Heather Armstrong, valedictorian of everything, apparently went to Wyoming for some family thing. Per her cycle of emotional breakdown -> all better now, she first informed us that she had “walked right up to the window of a nervous breakdown and saw exactly what it looked like inside. It’s a shithole. And it’s scary as hell”…and then posted that after not sleeping for three days, a night of sleep has solved all her problems:
I can see straight! The world isn’t going to end! I mean, at least not today. It will at some point just as the Book of Revelation predicted, BUT NOT TODAY! However, even if I looked out my window and the moon had turned to blood or whatever that crazy person who wrote that book said was going to happen, I’d be like, RAD.BLOOOOOOOD!

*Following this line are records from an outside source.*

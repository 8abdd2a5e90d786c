//! Test doubles shared by the component tests.

use std::collections::HashMap;
use std::sync::atomic::{AtomicBool, Ordering};
use std::sync::Arc;

use anyhow::{anyhow, Result};
use async_trait::async_trait;
use tokio::sync::Mutex as AsyncMutex;

use challenge_core::{ChannelId, Clock, GuildId, MessageId, UserId};

use crate::chat::{Channel, ChatMessage, ChatPlatform};
use crate::repository::ChallengeRepository;
use crate::AppState;

/// In-memory chat platform: channels by name, messages per channel in send
/// order. Set `fail` to make every platform call return an error.
pub struct FakeChat {
    channels: AsyncMutex<Vec<(ChannelId, String)>>,
    messages: AsyncMutex<HashMap<ChannelId, Vec<(MessageId, String)>>>,
    next_id: AsyncMutex<u64>,
    pub fail: AtomicBool,
}

impl FakeChat {
    pub fn new() -> Self {
        Self {
            channels: AsyncMutex::new(Vec::new()),
            messages: AsyncMutex::new(HashMap::new()),
            next_id: AsyncMutex::new(0),
            fail: AtomicBool::new(false),
        }
    }

    fn check_failure(&self, operation: &str) -> Result<()> {
        if self.fail.load(Ordering::SeqCst) {
            Err(anyhow!("simulated platform failure during {}", operation))
        } else {
            Ok(())
        }
    }

    async fn fresh_id(&self, prefix: &str) -> String {
        let mut next_id = self.next_id.lock().await;
        *next_id += 1;
        format!("{}-{}", prefix, next_id)
    }

    /// All messages ever sent to the named channel, oldest first.
    pub async fn channel_messages(&self, name: &str) -> Vec<String> {
        let channels = self.channels.lock().await;
        let Some((id, _)) = channels.iter().find(|(_, n)| n == name) else {
            return Vec::new();
        };
        let messages = self.messages.lock().await;
        messages
            .get(id)
            .map(|m| m.iter().map(|(_, content)| content.clone()).collect())
            .unwrap_or_default()
    }

    pub async fn channel_exists(&self, name: &str) -> bool {
        let channels = self.channels.lock().await;
        channels.iter().any(|(_, n)| n == name)
    }
}

#[async_trait]
impl ChatPlatform for FakeChat {
    async fn find_channel(&self, _guild_id: &GuildId, name: &str) -> Result<Option<Channel>> {
        self.check_failure("find_channel")?;
        let channels = self.channels.lock().await;
        Ok(channels.iter().find(|(_, n)| n == name).map(|(id, n)| Channel {
            id: id.clone(),
            name: Some(n.clone()),
        }))
    }

    async fn create_channel(&self, _guild_id: &GuildId, name: &str) -> Result<Channel> {
        self.check_failure("create_channel")?;
        let id = ChannelId::from(self.fresh_id("chan").await);
        let mut channels = self.channels.lock().await;
        channels.push((id.clone(), name.to_string()));
        Ok(Channel {
            id,
            name: Some(name.to_string()),
        })
    }

    async fn send_message(&self, channel_id: &ChannelId, content: &str) -> Result<MessageId> {
        self.check_failure("send_message")?;
        let id = MessageId::from(self.fresh_id("msg").await);
        let mut messages = self.messages.lock().await;
        messages
            .entry(channel_id.clone())
            .or_default()
            .push((id.clone(), content.to_string()));
        Ok(id)
    }

    async fn latest_message(&self, channel_id: &ChannelId) -> Result<Option<ChatMessage>> {
        self.check_failure("latest_message")?;
        let messages = self.messages.lock().await;
        Ok(messages.get(channel_id).and_then(|m| m.last()).map(
            |(id, content)| ChatMessage {
                id: id.clone(),
                content: content.clone(),
            },
        ))
    }

    async fn edit_message(
        &self,
        channel_id: &ChannelId,
        message_id: &MessageId,
        content: &str,
    ) -> Result<()> {
        self.check_failure("edit_message")?;
        let mut messages = self.messages.lock().await;
        let existing = messages
            .get_mut(channel_id)
            .and_then(|m| m.iter_mut().find(|(id, _)| id == message_id))
            .ok_or_else(|| anyhow!("no such message {}", message_id))?;
        existing.1 = content.to_string();
        Ok(())
    }
}

pub fn test_state(
    chat: Arc<dyn ChatPlatform>,
    repository: Arc<dyn ChallengeRepository>,
    clock: Arc<dyn Clock>,
) -> Arc<AppState> {
    Arc::new(AppState {
        chat,
        repository,
        clock,
        guild_id: GuildId::from("guild-1"),
        bot_user_id: UserId::from("bot-user"),
        relay_secret: "test-secret".to_string(),
        challenge_channel: "challenge".to_string(),
        leaderboard_channel: "leaderboard".to_string(),
        reconcile_guard: AsyncMutex::new(()),
    })
}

Yeah that sounds rational and not at all overly dramatic and overblown. If a woman with a million resources at her disposal that would allow her to grab a nap wants to try and convince me that she went long enough without sleep to induce a post about how her “life is coming apart at the seams”, she’s going to have to try a lot harder. I mean, supposedly Cami went with her…wtf was she doing that she couldn’t take the kids and let Heather sleep for a few hours?
Anyway, Dooce then tells us that she has been going back for post-graduate therapy:
So. Therapy. I have been back a few times in the past several months just to talk through some hurdles. I’m not so stubborn as to ignore that option, not after the years of what I’ve already worked through and what I’ve learned.
Evidently one of the skills her therapist has had her work on “for years” is “being able to say out loud, “I cannot do this.”" She has spent grillions of hours in therapy to figure out that she’s “not Superman” and can’t do it all! Is she seriously complaining about how overloaded her life is again? To the point where she needs to pay someone to sit there and say “let’s do some exercises on how to say ‘no, I can’t do a post today’”? Come on. It’s great that she hasn’t closed the door on therapy, but sometimes there is a point where therapy is just you paying someone to reaffirm for you that you’re screwed up.
Look, we are sick of these posts, Heather. You have a compliment of people, paid and otherwise, who seem pretty willing to handle most of your life and business for you. Your only job is to exaggerate some banal story about your life and post it to the internets, and to do various appearances. Your actual responsibilities on a day to day basis for the last 4 years appear to be at an irreducible minimum. If you think this lifestyle is worthy of your constant whining, then by all means continue to complain. But honestly this “exhausted mentally screwed up somuchworkomg newly single mom” persona is getting really old and sounding really forced already.